= Beginning of Section =

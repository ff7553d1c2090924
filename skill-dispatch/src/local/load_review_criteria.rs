//! `load_review_criteria` — match supplied review criteria to a clause.
//!
//! Criteria rows come from the orchestrator (uploaded checklists parsed by an
//! external collaborator); matching is by normalized clause reference with
//! prefix tolerance.

use std::sync::LazyLock;

use regex::Regex;
use schemars::JsonSchema;
use serde::{Deserialize, Serialize};
use serde_json::Value;

use contract_model::DocumentStructure;

use crate::local::snapshot_criteria;

#[derive(Debug, Clone, Default, Serialize, Deserialize, JsonSchema)]
pub struct LoadReviewCriteriaInput {
    pub clause_id: String,
    #[serde(default)]
    pub document_structure: DocumentStructure,
    #[serde(default)]
    pub criteria_file_path: String,
    #[serde(default)]
    pub criteria_data: Vec<Value>,
}

#[derive(Debug, Clone, Default, Serialize, Deserialize, JsonSchema)]
pub struct MatchedCriterion {
    pub criterion_id: String,
    pub clause_ref: String,
    pub review_point: String,
    pub risk_level: String,
    pub baseline_text: String,
    pub suggested_action: String,
    pub match_type: String,
    pub match_score: f32,
}

#[derive(Debug, Clone, Default, Serialize, Deserialize, JsonSchema)]
pub struct LoadReviewCriteriaOutput {
    pub clause_id: String,
    #[serde(default)]
    pub matched_criteria: Vec<MatchedCriterion>,
    pub total_matched: usize,
    pub has_criteria: bool,
}

static REF_PREFIX: LazyLock<Regex> = LazyLock::new(|| {
    Regex::new(r"(?i)^(?:sub-?clause|clause|article|section|条款|第)\s*")
        .expect("clause-ref prefix pattern compiles")
});

/// Normalizes `Clause 14.2.` / `第14.2条款` style references down to `14.2`.
fn normalize_clause_ref(reference: &str) -> String {
    let value = REF_PREFIX.replace(reference.trim(), "");
    value
        .trim_end_matches('款')
        .trim_end_matches('条')
        .trim()
        .trim_end_matches('.')
        .trim()
        .to_string()
}

fn is_clause_match(current: &str, candidate: &str) -> bool {
    if current.is_empty() || candidate.is_empty() {
        return false;
    }
    current == candidate
        || current.starts_with(&format!("{candidate}."))
        || candidate.starts_with(&format!("{current}."))
}

fn row_str(row: &Value, key: &str) -> String {
    row.get(key)
        .and_then(Value::as_str)
        .unwrap_or_default()
        .to_string()
}

pub fn load_review_criteria(input: LoadReviewCriteriaInput) -> LoadReviewCriteriaOutput {
    if input.criteria_data.is_empty() {
        return LoadReviewCriteriaOutput {
            clause_id: input.clause_id,
            has_criteria: false,
            ..Default::default()
        };
    }

    let current = normalize_clause_ref(&input.clause_id);
    let mut matched = Vec::new();
    for row in &input.criteria_data {
        if !row.is_object() {
            continue;
        }
        let clause_ref = row_str(row, "clause_ref");
        if is_clause_match(&current, &normalize_clause_ref(&clause_ref)) {
            matched.push(MatchedCriterion {
                criterion_id: row_str(row, "criterion_id"),
                clause_ref,
                review_point: row_str(row, "review_point"),
                risk_level: row_str(row, "risk_level"),
                baseline_text: row_str(row, "baseline_text"),
                suggested_action: row_str(row, "suggested_action"),
                match_type: "exact".to_string(),
                match_score: 1.0,
            });
        }
    }

    LoadReviewCriteriaOutput {
        clause_id: input.clause_id,
        total_matched: matched.len(),
        matched_criteria: matched,
        has_criteria: true,
    }
}

pub fn prepare_input(
    clause_id: &str,
    structure: &DocumentStructure,
    snapshot: &Value,
) -> LoadReviewCriteriaInput {
    LoadReviewCriteriaInput {
        clause_id: clause_id.to_string(),
        document_structure: structure.clone(),
        criteria_file_path: crate::local::snapshot_str(snapshot, "criteria_file_path"),
        criteria_data: snapshot_criteria(snapshot),
    }
}

#[cfg(test)]
mod tests {
    use super::*;
    use serde_json::json;

    fn criteria() -> Vec<Value> {
        vec![
            json!({"criterion_id": "c1", "clause_ref": "Clause 14.2", "review_point": "advance payment", "risk_level": "high", "baseline_text": "", "suggested_action": ""}),
            json!({"criterion_id": "c2", "clause_ref": "17", "review_point": "indemnity", "risk_level": "medium", "baseline_text": "", "suggested_action": ""}),
        ]
    }

    #[test]
    fn matches_normalized_and_prefix_refs() {
        let out = load_review_criteria(LoadReviewCriteriaInput {
            clause_id: "14.2.1".to_string(),
            criteria_data: criteria(),
            ..Default::default()
        });
        assert!(out.has_criteria);
        assert_eq!(out.total_matched, 1);
        assert_eq!(out.matched_criteria[0].criterion_id, "c1");
    }

    #[test]
    fn no_criteria_rows_flags_absence() {
        let out = load_review_criteria(LoadReviewCriteriaInput {
            clause_id: "14.2".to_string(),
            ..Default::default()
        });
        assert!(!out.has_criteria);
        assert_eq!(out.total_matched, 0);
    }

    #[test]
    fn normalization_strips_labels() {
        assert_eq!(normalize_clause_ref("Sub-Clause 14.2."), "14.2");
        assert_eq!(normalize_clause_ref("第14条"), "14");
    }
}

= End of Section =

When a line above contains the string "format", copy that line.

        || current.starts_with(&format!("{candidate}."))
        || candidate.starts_with(&format!("{current}."))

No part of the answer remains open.